En diciembre de 2018, la explanada londinense de South Bank se transformó en una escena de descarnada belleza. Bloques de hielo, arrancados del corazón del Ártico, se materializaron entre los edificios y las luces de la ciudad gracias a la intervención artística de Olafur Eliasson, que quería concienciar sobre el dramático deshielo de los glaciares con su obra Ice Watch. El contraste era poderoso: los visitantes podían tocar una realidad de otro modo distante, sentir el frío cortante y observar el lento e inevitable deshielo. Sin embargo, más allá del impacto visual y conceptual, se perfilaba una pregunta más incómoda: ¿a qué coste medioambiental?
Transportar enormes bloques de hielo del Ártico a Londres no es una empresa sostenible. Los medios utilizados, los recursos empleados y la huella de carbono generada chocan con el mensaje ecológico de la propia obra. Esta tensión, entre el contenido del mensaje y los medios utilizados para transmitirlo, representa una contradicción cada vez más evidente en elarte contemporáneo que aborda cuestiones medioambientales. La obra de Eliasson es sólo un ejemplo que nos invita a reflexionar sobre el papel del arte ante la crisis climática: ¿es realmente posible concienciar sin contribuir en cierta medida al problema?
En la escena contemporánea, muchos artistas han abordado la cuestión de la sostenibilidad. Agnes Denes, pionera del arte medioambiental, creó en 1982 Wheatfield - A Confrontation, un campo de trigo en pleno Manhattan, rodeado de rascacielos. El proyecto fue un gesto poderoso: un acto de resistencia contra la urbanización desenfrenada, un recordatorio de la urgencia de restablecer el equilibrio entre naturaleza y cultura. Denes demostró cómo el arte puede convertirse en un terreno de diálogo, cuestionando nuestra relación con la tierra y la producción de recursos.
Pero mientras obras como la de Denes celebran la sostenibilidad, el propio sistema del arte suele ser cualquier cosa menos eso. Las grandes ferias internacionales como Art Basel o Frieze atraen a coleccionistas, galeristas y artistas de todo el mundo, pero ¿a qué precio? El transporte intercontinental de obras, la construcción de stands, el embalaje e incluso los viajes de los participantes suponen una importante huella ecológica. Y luego están los materiales: resinas, pinturas, metales y otros elementos que a menudo son difíciles de reciclar o eliminar. La propia noción de permanencia, tan apreciada por el mercado del arte, está reñida con los valores de transitoriedad y circularidad, fundamentales para un enfoque sostenible.

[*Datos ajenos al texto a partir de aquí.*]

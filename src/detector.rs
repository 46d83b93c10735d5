use std::path::Path;

use crate::models::Ecosystem;

/// Auto-detect which vendoring layouts a project uses.
pub fn detect_ecosystems(path: &Path) -> Vec<Ecosystem> {
    let mut ecosystems = Vec::new();
    let vendor = path.join("vendor");

    if vendor.join("modules.txt").is_file() {
        ecosystems.push(Ecosystem::Go);
    }

    if path.join("Cargo.toml").is_file() && vendor.is_dir() {
        ecosystems.push(Ecosystem::Rust);
    }

    if path.join("node_modules").is_dir() {
        ecosystems.push(Ecosystem::Node);
    }

    ecosystems
}
use std::sync::OnceLock;

use regex::Regex;

/// Signature phrases, checked in order against lowercased, whitespace-collapsed
/// license text. Families that contain another family's wording come first.
const SIGNATURES: &[(&str, &[&str])] = &[
    ("AGPL-3.0", &["gnu affero general public license", "version 3"]),
    ("LGPL-3.0", &["gnu lesser general public license", "version 3"]),
    ("LGPL-2.1", &["gnu lesser general public license", "version 2.1"]),
    ("LGPL-2.0", &["gnu library general public license", "version 2"]),
    ("GPL-3.0", &["gnu general public license", "version 3"]),
    ("GPL-2.0", &["gnu general public license", "version 2"]),
    ("MPL-2.0", &["mozilla public license", "2.0"]),
    ("Apache-2.0", &["apache license", "version 2.0"]),
    ("CDDL-1.0", &["common development and distribution license", "version 1.0"]),
    ("EPL-2.0", &["eclipse public license", "v 2.0"]),
    ("EPL-1.0", &["eclipse public license", "v 1.0"]),
    (
        "Unlicense",
        &["this is free and unencumbered software released into the public domain"],
    ),
    (
        "ISC",
        &["permission to use, copy, modify, and/or distribute this software for any purpose"],
    ),
    (
        "MIT",
        &["permission is hereby granted, free of charge, to any person obtaining a copy"],
    ),
    (
        "BSD-3-Clause",
        &["redistribution and use in source and binary forms", "neither the name"],
    ),
    (
        "BSD-3-Clause",
        &["redistribution and use in source and binary forms", "may be used to endorse or promote"],
    ),
    ("BSD-2-Clause", &["redistribution and use in source and binary forms"]),
];

fn spdx_tag() -> &'static Regex {
    static TAG: OnceLock<Regex> = OnceLock::new();
    TAG.get_or_init(|| {
        Regex::new(r"(?m)SPDX-License-Identifier:(.*)$")
            .expect("SPDX tag pattern is valid")
    })
}

fn whitespace() -> &'static Regex {
    static WS: OnceLock<Regex> = OnceLock::new();
    WS.get_or_init(|| Regex::new(r"\s+").expect("whitespace pattern is valid"))
}

/// Recognize a license text, returning its SPDX-style identifier.
///
/// An explicit `SPDX-License-Identifier:` tag wins and is returned verbatim,
/// compound expressions included, so `MIT AND GPL-3.0` is never mistaken for
/// plain `MIT`. Otherwise the text is matched against well-known signature
/// phrases.
pub fn recognize(text: &str) -> Option<&str> {
    let tagged = spdx_tag()
        .captures(text)
        .and_then(|caps| caps.get(1))
        .map(|m| m.as_str().trim())
        .filter(|expr| !expr.is_empty());
    if tagged.is_some() {
        return tagged;
    }

    let lower = text.to_lowercase();
    let collapsed = whitespace().replace_all(&lower, " ");

    SIGNATURES
        .iter()
        .find(|(_, phrases)| phrases.iter().all(|p| collapsed.contains(p)))
        .map(|(id, _)| *id)
}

Esta contradicción no se limita a artistas famosos o grandes eventos: incluso en el contexto de galerías locales y proyectos independientes, el reto de la sostenibilidad se hace sentir. Las obras de arte suelen requerir recursos no sólo para su fabricación, sino también para su almacenamiento, protección y transporte. Un lienzo necesita ser montado, una instalación necesita energía y una escultura puede necesitar tratamientos específicos para resistir el desgaste del tiempo. Cada detalle, desde la elección de los materiales hasta la energía consumida en el estudio del artista, tiene un impacto medioambiental que no puede ignorarse.

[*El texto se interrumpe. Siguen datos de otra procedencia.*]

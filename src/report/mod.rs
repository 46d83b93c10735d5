//! Report renderers for classification results.
//!
//! - [`terminal`] — colored, tabular output with summary box; respects `--verbose` / `--quiet`.
//! - JSON output is plain `serde_json` over [`Dependency`](crate::models::Dependency)
//!   and lives in `main`.

pub mod terminal;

El verdadero reto del arte contemporáneo parece ser éste: no sólo concienciar, sino demostrar coherencia con los valores que promueve. Si el arte quiere realmente abordar las cuestiones medioambientales, debe cuestionar sus propios modelos de producción. ¿Es posible imaginar un sistema artístico que reduzca su huella ecológica sin sacrificar el impacto emocional e intelectual de sus obras? Algunos artistas ya están intentando responder a esta pregunta. El dúo formado por Lucy y Jorge Orta, por ejemplo, crea obras que combinan activismo y prácticas sostenibles. Su serie OrtaWater explora la crisis mundial del agua, pero lo hace utilizando materiales reciclados y procesos de producción de bajo impacto. Del mismo modo, están surgiendo numerosas iniciativas para replantear la dinámica de las ferias y exposiciones: exposiciones virtuales, transporte por barco en lugar de por avión, o el uso de materiales locales y sostenibles para la construcción de los objetos expuestos.
Otro ejemplo significativo es el de las residencias artísticas centradas en la sostenibilidad . Éstas no sólo ofrecen a los artistas la oportunidad de trabajar en estrecho contacto con la zona, sino que también fomentan un enfoque que valora la producción local y la reducción de residuos. Estos modelos representan un intento de integrar el arte en el tejido de las comunidades en las que se desarrolla, minimizando al mismo tiempo el impacto medioambiental.
La crisis climática representa un parteaguas no sólo para la sociedad, sino también para el arte. No basta con que el arte hable de sostenibilidad: debe encarnarla. Esto significa no sólo crear obras que aborden cuestiones medioambientales, sino también redefinir el propio sistema que las produce y distribuye.
Quizá el arte contemporáneo podría inspirarse en la filosofía de “menos es más”. Podría adoptar la idea de que la eficacia de un mensaje no reside en la escala monumental de una obra o en su exhibición global, sino en su capacidad para transformar las perspectivas individuales y colectivas. En este sentido, incluso un gesto mínimo, una acción local, una elección consciente de materiales, una exposición de kilómetro cero, pueden tener un impacto profundo.
En definitiva, el arte siempre ha tenido el poder de anticipar el cambio social y cultural , y en el contexto de la crisis climática, este poder es más urgente que nunca. El arte no sólo está llamado a representar la crisis, sino a formar parte de la solución. ¿Será capaz de afrontar este reto sin traicionarse a sí mismo?
El diálogo está abierto y, como siempre, las respuestas vendrán de las obras, gestos y elecciones de quienes viven y crean el arte. Y mientras el debate continúa, surge una reflexión más amplia: el arte, con su capacidad de cuestionar y provocar, tal vez pueda enseñarnos a mirar más allá de la lógica del consumo y el despilfarro. Puede guiarnos hacia un enfoque más empático y consciente que no sólo reconozca los límites del planeta, sino que los asuma como parte esencial de nuestro futuro creativo.